Les femmes et les enfants d’abord ?

Huit mineurs dont plusieurs nouveaux-nés sont morts dans la rue depuis le début de cette année, regardons bien les choses en face : une société qui n’est plus capable de protéger ses enfants, qui n’a rien à leur proposer pour les héberger, n’a plus aucune espèce de crédibilité, elle peut disparaitre.

L’expression est bien connue des marins, en cas de naufrage et de risques mortels, le protocole est toujours le même : les femmes et les enfants sont les premiers à être secourus ou sauvés, surtout si on sait que le nombre de canots de sauvetage est insuffisant.

Venu d’un autre âge, cet héritage moral un rien désuet, un rien sexiste, reconnaissons-le, est quelque peu mis à mal par les mouvements féministes qui y voient la résurgence, ou la persistance, d’une grâce, ou d’une faveur phallocratique d’un autre temps.

Il faudrait gober le machisme au prétexte d’une galante coutume, et rendre un vibrant hommage à ces hommes qui ont le sens du sacrifice.

En cas de naufrage uniquement, mais pour le reste…nos chevaliers des temps modernes prennent l'avion, autre temps autres mœurs.

Le féminisme a de bons arguments, je me les suis appropriés depuis plusieurs décennies, la lutte est nécessaire, le chemin à parcourir pour rétablir l’égalité entre les sexes et rendre à la réciprocité ses lettres de noblesse est encore très long, beaucoup trop long, un chemin souvent ensanglanté, parfois un coupe-gorge, le soir, à l’heure de l’apéro. L’alcool qui rend fou, l’alcool qui tue. On boira encore et toujours en janvier, merci, Macron, on trinquera, on trinque déjà…

Restent les enfants.

Il y a et il y aura toujours un consensus autour du sort que la société réserve à ses enfants, petits ou grands.

Le naufrage est là devant nous, le paquebot « France » recrache à la mer, c'est-à-dire dans les rues sombres, tous les soirs, 700 à 800 enfants !
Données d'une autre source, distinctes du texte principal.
//! Transport layer (spec §4.4–§4.7): everything that happens over the one
//! UDP socket once a room has been joined — hole-punching, demultiplexing,
//! reassembly, and outbound fragmentation — wired together the way the
//! teacher's `runtime/lan/mod.rs` wires up its `LanTasks`.

pub mod demux;
pub mod fragment;
pub mod peers;
pub mod protocol;
pub mod punch;
pub mod reassembly;

use std::sync::Arc;

use tokio::net::UdpSocket;
use tokio::sync::mpsc;
use tokio_util::sync::CancellationToken;

use crate::config::Config;
use crate::data::Endpoint;
use crate::events::CoreEvent;

use fragment::{ClockSource, SystemClock};
use peers::{apply_roster, PeerTable, RosterDiff};
use reassembly::ReassemblyEngine;

/// Everything the room needs once the socket is bound and the local
/// [`Endpoint`] is known. Lives for as long as a room is joined; dropped and
/// rebuilt (via its `cancel` token) on the next `join_room` call, same
/// lifetime discipline as the teacher's `LanTasks`.
pub struct Transport {
    socket: Arc<UdpSocket>,
    local: Endpoint,
    config: Config,
    table: Arc<PeerTable>,
    reassembly: Arc<ReassemblyEngine>,
    clock: Box<dyn ClockSource>,
    events: mpsc::Sender<CoreEvent>,
    cancel: CancellationToken,
}

impl Transport {
    /// Spin up the receive loop and the reassembly sweep, and return a
    /// handle ready to accept rosters and outbound frames. Neither
    /// background task is joined here — they run until `cancel` fires.
    pub fn spawn(
        socket: Arc<UdpSocket>,
        local: Endpoint,
        config: Config,
        events: mpsc::Sender<CoreEvent>,
        cancel: CancellationToken,
    ) -> Self {
        let table = PeerTable::new();
        let reassembly = ReassemblyEngine::new(&config);

        demux::spawn_receive_loop(
            socket.clone(),
            table.clone(),
            reassembly.clone(),
            events.clone(),
            cancel.clone(),
        );
        reassembly::spawn_eviction_sweep(reassembly.clone(), &config, events.clone(), cancel.clone());

        Self {
            socket,
            local,
            config,
            table,
            reassembly,
            clock: Box::new(SystemClock),
            events,
            cancel,
        }
    }

    /// Apply a freshly received roster: update the Peer Table and fire a
    /// hole-punch burst at every newly active peer (spec §4.3 → §4.4).
    pub fn apply_roster(&self, roster: crate::data::Roster) {
        let RosterDiff { new_peers } = apply_roster(&self.table, &self.local, roster, &self.events);
        for (peer, addr) in new_peers {
            punch::spawn_punch_burst(
                peer,
                addr,
                self.socket.clone(),
                &self.config,
                self.events.clone(),
                self.cancel.child_token(),
            );
        }
    }

    pub async fn send_message(&self, text: &str) {
        let peers = self.table.snapshot();
        for (peer, addr) in peers {
            if let Err(e) = self.socket.send_to(text.as_bytes(), addr).await {
                crate::events::emit_log(
                    &self.events,
                    log::Level::Debug,
                    format!("send of chat message to {peer} failed: {e}"),
                );
            }
        }
    }

    pub async fn send_frame(&self, frame: &[u8]) {
        fragment::send_frame(
            frame,
            self.clock.as_ref(),
            &self.table,
            &self.socket,
            &self.events,
        )
        .await;
    }

}
//! Public error surface.
//!
//! Per the error-handling design, almost nothing in this crate ever returns
//! a `Result` across the library boundary — transport and signalling errors
//! are recovered internally and only ever surfaced as a [`crate::events::CoreEvent::Log`].
//! [`CoreError`] exists solely for the handful of cases that *do* cross the
//! boundary: a failed [`crate::Core::new`] (fatal UDP bind) and a failed
//! [`crate::Core::join_room`] call.

use thiserror::Error;

#[derive(Error, Debug)]
pub enum CoreError {
    #[error("room name must not be empty")]
    EmptyRoomName,

    #[error("could not connect to signalling server: {0}")]
    Dial(#[source] anyhow::Error),

    #[error("local UDP bind failed: {0}")]
    Bind(#[source] std::io::Error),
}
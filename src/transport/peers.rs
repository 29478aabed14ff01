//! Peer Table and roster diffing (spec §3, §4.3).
//!
//! The authoritative live set of reachable peers, guarded by a single
//! `parking_lot::Mutex` exactly as the teacher guards `DiscoveredPeers` in
//! `runtime/lan/discovery.rs`. Two independent writers populate it — the
//! signalling client (roster-driven) and the UDP demultiplexer
//! (packet-driven) — with the invariant from spec §9: roster removals
//! always win, and packet arrival only inserts when the key is absent.

use std::collections::HashMap;
use std::net::SocketAddr;
use std::sync::Arc;

use log::Level;
use parking_lot::Mutex;
use tokio::sync::mpsc;

use crate::data::{peer_key_for, Endpoint, PeerKey, Roster};
use crate::events::{emit_log, CoreEvent};

#[derive(Debug, Clone)]
pub struct PeerEntry {
    pub addr: SocketAddr,
    /// Set once any datagram has actually arrived from this peer (spec §9
    /// open question: surface hole-punch success to the UI). Read-only —
    /// it never changes which peers are sent to.
    pub reachable: bool,
}

#[derive(Default)]
pub struct PeerTable {
    inner: Mutex<HashMap<PeerKey, PeerEntry>>,
}

/// Newly-active peers discovered by a roster diff, returned so the caller
/// can schedule a hole-punch burst for each (spec §4.3).
pub struct RosterDiff {
    pub new_peers: Vec<(PeerKey, SocketAddr)>,
}

impl PeerTable {
    pub fn new() -> Arc<Self> {
        Arc::new(Self::default())
    }

    /// Snapshot of every live `(PeerKey, SocketAddr)` pair, taken under the
    /// lock and released before the caller does anything with it — the
    /// strategy spec §4.6 requires so a socket write never happens while
    /// the table is locked.
    pub fn snapshot(&self) -> Vec<(PeerKey, SocketAddr)> {
        self.inner
            .lock()
            .iter()
            .map(|(k, v)| (k.clone(), v.addr))
            .collect()
    }

    pub fn len(&self) -> usize {
        self.inner.lock().len()
    }

    pub fn is_empty(&self) -> bool {
        self.len() == 0
    }

    pub fn contains(&self, key: &str) -> bool {
        self.inner.lock().contains_key(key)
    }

    /// Insert `key` only if it is absent (packet-driven, first-seen
    /// insertion from spec §4.5). Marks an already-present entry reachable.
    /// Returns `true` if this call inserted a brand-new entry.
    pub fn insert_if_absent(&self, key: PeerKey, addr: SocketAddr) -> bool {
        let mut table = self.inner.lock();
        match table.get_mut(&key) {
            Some(entry) => {
                entry.reachable = true;
                false
            }
            None => {
                table.insert(
                    key,
                    PeerEntry {
                        addr,
                        reachable: true,
                    },
                );
                true
            }
        }
    }

    /// Optimistic roster-driven insertion (spec §4.3: "the Hole-Puncher may
    /// also insert"). Does not mark the entry reachable — that only happens
    /// once a real datagram arrives.
    fn insert_from_roster_if_absent(&self, key: PeerKey, addr: SocketAddr) -> bool {
        let mut table = self.inner.lock();
        if table.contains_key(&key) {
            return false;
        }
        table.insert(
            key,
            PeerEntry {
                addr,
                reachable: false,
            },
        );
        true
    }

    /// Diff an incoming roster against the current table (spec §4.3):
    /// resolve every entry's `PeerKey` by the hairpin rule, insert newly
    /// active peers, and remove any stored peer the roster no longer
    /// mentions. Roster removals always win over packet-driven inserts
    /// (spec §9) because this function holds the lock for the whole diff.
    pub fn diff_roster(&self, local: &Endpoint, roster: &Roster) -> RosterDiff {
        let mut active: HashMap<PeerKey, SocketAddr> = HashMap::new();
        for remote in roster {
            if remote == local {
                continue;
            }
            let key = peer_key_for(local, remote);
            if let Ok(addr) = key.parse::<SocketAddr>() {
                active.insert(key, addr);
            }
        }

        let mut new_peers = Vec::new();
        {
            let mut table = self.inner.lock();
            table.retain(|key, _| active.contains_key(key));
        }
        for (key, addr) in &active {
            if self.insert_from_roster_if_absent(key.clone(), *addr) {
                new_peers.push((key.clone(), *addr));
            }
        }

        RosterDiff { new_peers }
    }
}

/// Run a roster diff and forward both halves of spec §4.3's contract: the
/// diff feeds hole-punch scheduling, and the untouched roster (not the
/// hairpin-rewritten keys) goes to the Event Bridge as `peer-list-updated`.
pub fn apply_roster(
    table: &PeerTable,
    local: &Endpoint,
    roster: Roster,
    events: &mpsc::Sender<CoreEvent>,
) -> RosterDiff {
    let diff = table.diff_roster(local, &roster);
    emit_log(
        events,
        Level::Debug,
        format!(
            "roster applied: {} members, {} newly active",
            roster.len(),
            diff.new_peers.len()
        ),
    );
    crate::events::emit(events, CoreEvent::PeerListUpdated(roster));
    diff
}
Pas de canots pour eux, pas de place non plus pour leurs mamans : j’avoue bien honteusement que je serais prêt à faire une petite entorse à mon féminisme militant. Vous avez dit maman, je crois ? C’est sa maman !

La faim, la soif, le froid, l’humidité, le bruit, le vent, les coups, les menaces, les insultes, la peur qui écarquille encore un peu plus leurs yeux et qui tord les boyaux.

Ils tremblent de la tête aux pieds.

Cette jeune maman enceinte qui a été violée avant-hier soir.

En île de France, 20 000 mineurs sont hébergés dans des hôtels, « dans une situation de précarité extrême ».

Beaucoup de femmes qui viennent accoucher dans les hôpitaux sont remises à la rue avec leur nouveau-né.

Ils achèveront sans doute leur inexorable descente aux enfers dans la rue, sous un pont ou dans les bois. Il s’en passe des choses, la nuit, dans les bois…

Depuis le début de l’année, huit mineurs sont morts dans nos rues.

Nous avons hébergé un « enfant » tout juste majeur entre la fin juillet et la mi-novembre, il est parti de chez nous lundi, il y a trois jours, un gamin sans ressource, sans toit, parents divorcés, chômeurs tous les deux, alcooliques tous les deux. Un père violent, faut-il le préciser ?

Nous l’avons accompagné (et motivé…si vous saviez…) dans ses démarches administratives, nous lui avons trouvé un médecin (très difficile de trouver un médecin dans le 42) pour soigner une toux grasse persistante, persistante depuis juillet au moins…

Comment faire autrement ?

Mais cette solidarité a ses limites.

Les nôtres d’abord, malheureusement.

Celle de la société ensuite.

Les initiatives personnelles, pour peu qu’elles s’institutionnalisent, risquent de masquer les carences d’une société qui est prise en flagrant délit de déni, sa lâcheté n’a d’égal que sa sauvagerie, sa bestialité. Et son indifférence.

En masquant la réalité, nous deviendrions complices de cette sauvagerie d’État.

Rien n’est pire que l’indifférence, rien !

Regardons les choses en face : une société qui n’est plus capable de protéger ses enfants, qui n’a rien à leur proposer, ni projet ni hébergement, n’a plus aucune espèce de crédibilité, elle peut disparaitre.

Elle doit disparaitre.

Commençons par ceux qui l’incarnent, les premiers de cordée.

Ils ont une corde, c’est déjà pas mal.